GeoAI on HPC: from single-task paradigm to multiple-task Geoscience Foundation Models

03/06/26 - 1:00 PM - 4:30 PM EST

Location

Virtual

This workshop explores the evolving landscape of Geospatial Artificial Intelligence (GeoAI) in High-Performance Computing (HPC) environments. We'll start with the foundational concepts of GeoAI, explaining common tasks and how AI is applied to geospatial data like satellite imagery. 

Next, we'll introduce the practical tools that facilitate this work and set up a working environment on HPC Clusters. We'll examine the TorchGeo library, which offers a comprehensive toolkit for training models on geospatial datasets within PyTorch. We'll also cover TerraTorch, a fine-tuning and benchmarking toolkit that extends capabilities for Geospatial Foundation Models. 

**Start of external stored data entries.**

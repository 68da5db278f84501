use serde::{Deserialize, Serialize};

use super::domain::{LineItemId, RegimeEntryId};
use crate::workflows::report_summary::{PrefixId, SubjectId};

/// One reviewer decision inside an assessment batch.
#[derive(Debug, Clone, PartialEq, Eq, Serialize, Deserialize)]
pub struct AssessmentLine {
    pub id: LineItemId,
    #[serde(default)]
    pub comment: Option<String>,
    #[serde(default)]
    pub is_good_controlled: Option<bool>,
    #[serde(default)]
    pub control_list_entries: Vec<String>,
    #[serde(default)]
    pub regime_entries: Vec<RegimeEntryId>,
    /// Legacy free text. Ignored whenever a subject or report summary list is supplied.
    #[serde(default)]
    pub report_summary: Option<String>,
    #[serde(default)]
    pub report_summary_prefix: Option<PrefixId>,
    #[serde(default)]
    pub report_summary_subject: Option<SubjectId>,
    #[serde(default)]
    pub report_summaries: Vec<ReportSummaryEntry>,
    #[serde(default)]
    pub is_precedent: bool,
    #[serde(default)]
    pub is_wassenaar: bool,
    #[serde(default)]
    pub is_ncsc_military_information_security: Option<bool>,
}

impl AssessmentLine {
    /// Minimal line with every optional field left empty.
    pub fn new(id: LineItemId) -> Self {
        Self {
            id,
            comment: None,
            is_good_controlled: None,
            control_list_entries: Vec::new(),
            regime_entries: Vec::new(),
            report_summary: None,
            report_summary_prefix: None,
            report_summary_subject: None,
            report_summaries: Vec::new(),
            is_precedent: false,
            is_wassenaar: false,
            is_ncsc_military_information_security: None,
        }
    }

    pub fn is_controlled(&self) -> bool {
        self.is_good_controlled == Some(true)
    }
}

/// Entry of a multi-summary classification.
#[derive(Debug, Clone, Copy, PartialEq, Eq, Serialize, Deserialize)]
pub struct ReportSummaryEntry {
    #[serde(default)]
    pub prefix: Option<PrefixId>,
    pub subject: SubjectId,
}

Finally, we'll present several case studies to demonstrate the transition from traditional, single-task GeoAI models—such as a model trained to identify specific land cover types—to the latest advancements in Geoscience Foundation Models. These larger, more flexible models can perform specific geoscience tasks with significantly less new data than required for traditional models. We will also introduce three methods for performing these tasks with HPC, with a main focus on two of them through online experiments: interactive jobs via OoD and batch jobs.